2.      Na hipótese de uma instituição adoptar uma directiva interna, atinente ao artigo 6.°, quinto travessão, do anexo V do Estatuto, que preveja a possibilidade de o funcionário obter a renovação da sua licença especial por doença grave de um ascendente, estando essa possibilidade sujeita a requisitos adicionais que se prendem, por um lado, com a existência de uma situação familiar muito particular e, por outro, com o facto de o ascendente em causa sofrer de uma doença que apresenta um carácter crónico, trata‑se de um caso de concessão do direito à licença especial que não se reduz ao caso da doença grave de um ascendente conforme previsto no artigo 6.° do anexo V do Estatuto.

Essa directiva, que tem vocação para se aplicar apenas a situações mais delicadas do que as previstas no artigo 6.°, quinto travessão, do anexo V do Estatuto, não é, por conseguinte, contrária às disposições desse artigo.

(cf. n.os 48 e 49)

3.      Embora, no sistema das vias de recurso previsto nos artigos 90.° e 91.° do Estatuto, a administração possa vir a alterar, quando indefere expressamente a reclamação, a fundamentação com base na qual adoptou o acto impugnado, essa alteração não pode ter lugar quando a decisão expressa de indeferimento da reclamação for adoptada depois da entrada no Tribunal da Função Pública do recurso que tem por objecto o acto impugnado.

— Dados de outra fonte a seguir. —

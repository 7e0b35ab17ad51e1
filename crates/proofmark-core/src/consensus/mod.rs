//! Consensus scoring across attestation verdicts.
//!
//! Every verified anchor contributes a chain-specific weight; the score is
//! the verified share of all decided (non-`Unknown`) weight. The security
//! level additionally looks at how many distinct chains verified, and the
//! time-window check bounds the drift between verified anchor timestamps.

use std::fmt;

use serde::Serialize;

use crate::attestation::{Attestation, AttestationVerdict, Chain};


/// Weight of a verified Bitcoin anchor.
pub const WEIGHT_BITCOIN: f64 = 1.0;
/// Weight of a verified Litecoin anchor.
pub const WEIGHT_LITECOIN: f64 = 0.8;
/// Weight of a verified Ethereum anchor.
pub const WEIGHT_ETHEREUM: f64 = 0.7;
/// Weight of a calendar promise.
pub const WEIGHT_PENDING: f64 = 0.1;

/// Maximum anchor-time drift still considered consistent, seconds.
pub const MAX_DRIFT_CONSISTENT_SECS: u64 = 7_200;
/// Maximum anchor-time drift still considered moderately consistent.
pub const MAX_DRIFT_MODERATE_SECS: u64 = 14_400;

/// Weight an attestation contributes to the consensus denominator.
#[must_use]
pub const fn weight(attestation: &Attestation) -> f64 {
    match attestation.chain() {
        Some(Chain::Bitcoin) => WEIGHT_BITCOIN,
        Some(Chain::Litecoin) => WEIGHT_LITECOIN,
        Some(Chain::Ethereum) => WEIGHT_ETHEREUM,
        None => WEIGHT_PENDING,
    }
}

/// Overall security level of a proof.
#[derive(Debug, Clone, Copy, PartialEq, Eq, Serialize)]
#[serde(rename_all = "snake_case")]
pub enum SecurityLevel {
    /// At least two distinct chains verified and score ≥ 0.8.
    Strong,
    /// At least one chain verified and score ≥ 0.6.
    Moderate,
    /// Score ≥ 0.3.
    Weak,
    /// Anything less.
    None,
}

impl fmt::Display for SecurityLevel {
    fn fmt(&self, f: &mut fmt::Formatter<'_>) -> fmt::Result {
        match self {
            Self::Strong => f.write_str("strong"),
            Self::Moderate => f.write_str("moderate"),
            Self::Weak => f.write_str("weak"),
            Self::None => f.write_str("none"),
        }
    }
}

/// Consistency of the verified anchors' timestamps.
#[derive(Debug, Clone, Copy, PartialEq, Eq, Serialize)]
#[serde(rename_all = "snake_case")]
pub enum TimeConsistency {
    /// Max pairwise drift within two hours.
    Consistent,
    /// Max pairwise drift within four hours.
    ModeratelyConsistent,
    /// Anything wider.
    Inconsistent,
}

/// Aggregated consensus verdict.
#[derive(Debug, Clone, PartialEq, Serialize)]
pub struct ConsensusOutcome {
    /// Verified share of decided weight, in `0.0..=1.0`.
    pub score: f64,
    /// Security level derived from score and chain diversity.
    pub security_level: SecurityLevel,
    /// Number of distinct chains with a verified anchor.
    pub verified_chains: usize,
    /// Whether the score and chain requirements for validity are met.
    pub meets_threshold: bool,
    /// Anchor-time consistency, when two or more verified anchors carry
    /// timestamps.
    pub time_consistency: Option<TimeConsistency>,
}

/// Scores a list of per-attestation verdicts.
///
/// `Unknown` verdicts are excluded from the denominator entirely: an
/// unreachable anchor neither helps nor hurts. `meets_threshold` requires
/// at least one verified chain anchor and `score >= min_score`.
#[must_use]
pub fn evaluate_consensus(
    pairs: &[(Attestation, AttestationVerdict)],
    min_score: f64,
) -> ConsensusOutcome {
    let mut verified_weight = 0.0_f64;
    let mut decided_weight = 0.0_f64;
    let mut chains: Vec<Chain> = Vec::new();
    let mut anchor_times: Vec<u64> = Vec::new();

    for (attestation, verdict) in pairs {
        if verdict.is_unknown() {
            continue;
        }
        let w = weight(attestation);
        decided_weight += w;
        if verdict.is_verified() {
            verified_weight += w;
            if let Some(chain) = attestation.chain() {
                if !chains.contains(&chain) {
                    chains.push(chain);
                }
            }
            if let Some(time) = verdict.anchor_time() {
                anchor_times.push(time);
            }
        }
    }

    let score = if decided_weight > 0.0 {
        verified_weight / decided_weight
    } else {
        0.0
    };

    let security_level = if chains.len() >= 2 && score >= 0.8 {
        SecurityLevel::Strong
    } else if !chains.is_empty() && score >= 0.6 {
        SecurityLevel::Moderate
    } else if score >= 0.3 {
        SecurityLevel::Weak
    } else {
        SecurityLevel::None
    };

    ConsensusOutcome {
        score,
        security_level,
        verified_chains: chains.len(),
        meets_threshold: !chains.is_empty() && score >= min_score,
        time_consistency: time_consistency(&anchor_times),
    }
}

/// Classifies the max pairwise drift of verified anchor times.
fn time_consistency(anchor_times: &[u64]) -> Option<TimeConsistency> {
    if anchor_times.len() < 2 {
        return None;
    }
    let min = *anchor_times.iter().min().expect("nonempty");
    let max = *anchor_times.iter().max().expect("nonempty");
    let drift = max - min;
    Some(if drift <= MAX_DRIFT_CONSISTENT_SECS {
        TimeConsistency::Consistent
    } else if drift <= MAX_DRIFT_MODERATE_SECS {
        TimeConsistency::ModeratelyConsistent
    } else {
        TimeConsistency::Inconsistent
    })
}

Com efeito, a total inexistência de fundamentação de uma decisão não pode ser colmatada por explicações prestadas pela administração depois da interposição de um recurso contencioso, uma vez que a possibilidade de a administração regularizar a inexistência total de fundamentação depois da interposição de um recurso contencioso violaria o princípio da igualdade das partes perante o juiz, dispondo o recorrente apenas da réplica para apresentar os seus fundamentos contra a fundamentação que só viria a conhecer após a interposição do recurso. Por analogia e pelas mesmas razões, quando a administração não se limita a completar um fundamento preexistente, mas tenciona basear o acto impugnado num fundamento novo, deve necessariamente fazê‑lo antes da interposição do recurso contencioso.

(cf. n.os 70 e 71)

Ver:

Tribunal Geral: 12 de Fevereiro de 1992, Volger/Parlamento (T‑52/90, Colect., p. II‑121, n.° 41)

Tribunal Geral: 9 de Dezembro de 2009, Comissão/Birkhoff (T‑377/08 P, ColectFP, pp. I‑B‑1‑133 e II‑B‑1‑807, n.os 55 a 60); 12 de Maio de 2010, Comissão/Meierhofer (T‑560/08 P, Colect., p. II‑1739, n.° 59)

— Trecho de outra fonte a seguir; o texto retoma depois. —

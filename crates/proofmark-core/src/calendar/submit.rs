//! Parallel calendar submission.
//!
//! Each calendar is contacted from its own worker thread; workers send
//! self-contained subtrees back over a channel and the owning thread merges
//! them sequentially in arrival order. Workers that outlive the deadline or
//! the strategy's early exit are abandoned — their sends land in a closed
//! channel.

use std::sync::mpsc;
use std::thread;
use std::time::{Duration, Instant};

use crate::config::{SubmitConfig, SubmitStrategy};
use crate::timestamp::Timestamp;

use super::{CalendarClient, CalendarError};

/// Result of one submission batch.
#[derive(Debug, Clone, Default)]
pub struct SubmitOutcome {
    /// Calendars that accepted, in arrival order.
    pub successful: Vec<String>,
    /// Calendars that failed, with the failure rendered for reporting.
    pub failed: Vec<(String, String)>,
    /// Calendars that had not answered when the batch finished.
    pub unanswered: Vec<String>,
    /// Number of accepting calendars the strategy required.
    pub required: usize,
}

impl SubmitOutcome {
    /// Whether enough calendars accepted.
    #[must_use]
    pub fn is_satisfied(&self) -> bool {
        self.successful.len() >= self.required
    }

    /// Converts the outcome into a strategy-level result.
    ///
    /// # Errors
    ///
    /// [`CalendarError::QuorumNotReached`] when too few calendars accepted.
    pub fn into_result(self) -> Result<Self, CalendarError> {
        if self.is_satisfied() {
            Ok(self)
        } else {
            Err(CalendarError::QuorumNotReached {
                required: self.required,
                successful: self.successful.len(),
            })
        }
    }
}

/// Number of successes that allows the batch to stop waiting.
const fn early_exit_target(strategy: SubmitStrategy) -> Option<usize> {
    match strategy {
        SubmitStrategy::All => None,
        SubmitStrategy::Quorum { required } => Some(required),
        SubmitStrategy::FirstSuccess => Some(1),
    }
}

/// Number of successes the batch needs to count as successful.
fn required_successes(config: &SubmitConfig, total: usize) -> usize {
    let floor = config.min_successful.max(1);
    match config.strategy {
        SubmitStrategy::All | SubmitStrategy::FirstSuccess => floor,
        SubmitStrategy::Quorum { required } => required.max(floor),
    }
    .min(total.max(1))
}

/// Submits `timestamp`'s commitment to every calendar, merging responses as
/// they arrive.
///
/// Returns once the strategy is satisfied, every calendar has answered, or
/// the batch deadline elapses — whichever comes first. Per-calendar
/// failures are collected, never propagated; use
/// [`SubmitOutcome::into_result`] for the strategy-level verdict.
pub fn submit_to_all(
    timestamp: &mut Timestamp,
    calendars: Vec<CalendarClient>,
    config: &SubmitConfig,
) -> SubmitOutcome {
    let total = calendars.len();
    let mut outcome = SubmitOutcome {
        required: required_successes(config, total),
        ..SubmitOutcome::default()
    };
    if total == 0 {
        return outcome;
    }

    let mut awaiting: Vec<String> = calendars
        .iter()
        .map(|calendar| calendar.base_url().to_string())
        .collect();

    let (tx, rx) = mpsc::channel();
    for calendar in calendars {
        let tx = tx.clone();
        let commitment = timestamp.commitment().to_vec();
        thread::spawn(move || {
            let url = calendar.base_url().to_string();
            let result = calendar.submit(&commitment);
            // The receiver may be gone after an early exit; that is fine.
            let _ = tx.send((url, result));
        });
    }
    drop(tx);

    let deadline = Instant::now() + Duration::from_secs(config.deadline_secs);
    let target = early_exit_target(config.strategy);
    let mut received = 0usize;

    while received < total {
        let remaining = deadline.saturating_duration_since(Instant::now());
        if remaining.is_zero() {
            tracing::warn!(
                answered = received,
                total,
                "submission deadline elapsed"
            );
            break;
        }
        let (url, result) = match rx.recv_timeout(remaining) {
            Ok(message) => message,
            // Timeout is re-checked at the top of the loop; disconnection
            // means no worker can answer anymore.
            Err(mpsc::RecvTimeoutError::Timeout) => continue,
            Err(mpsc::RecvTimeoutError::Disconnected) => break,
        };
        received += 1;
        awaiting.retain(|pending| pending != &url);
        match result {
            Ok(subtree) => {
                timestamp.root_mut().merge(subtree);
                tracing::info!(calendar = %url, "calendar accepted commitment");
                outcome.successful.push(url);
                if let Some(target) = target {
                    if outcome.successful.len() >= target {
                        break;
                    }
                }
            }
            Err(err) => {
                tracing::warn!(calendar = %url, error = %err, "calendar submission failed");
                outcome.failed.push((url, err.to_string()));
            }
        }
    }

    outcome.unanswered = awaiting;
    outcome
}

4.      O facto de que uma decisão, baseada num único fundamento cuja irregularidade foi declarada pelo juiz da União, poder ser legalmente justificada por um fundamento diferente, só seria susceptível de obstar à sua anulação se a administração não dispusesse de nenhuma margem de apreciação e se só pudesse tomar uma nova decisão idêntica, quanto ao mérito, à decisão anulada.

A este respeito, uma instituição recorrida não pode invocar, para concluir pela falta de interesse legítimo do funcionário para obter a anulação da recusa da administração de deferir os seus pedidos de licença especial por doença grave de um ascendente, a falta de um requisito de concessão previsto numa directiva interna da instituição, a saber, a inexistência de «situação familiar muito particular», uma vez que a administração dispõe a seu respeito, como o revela a própria redacção do requisito, de uma elevada margem de apreciação.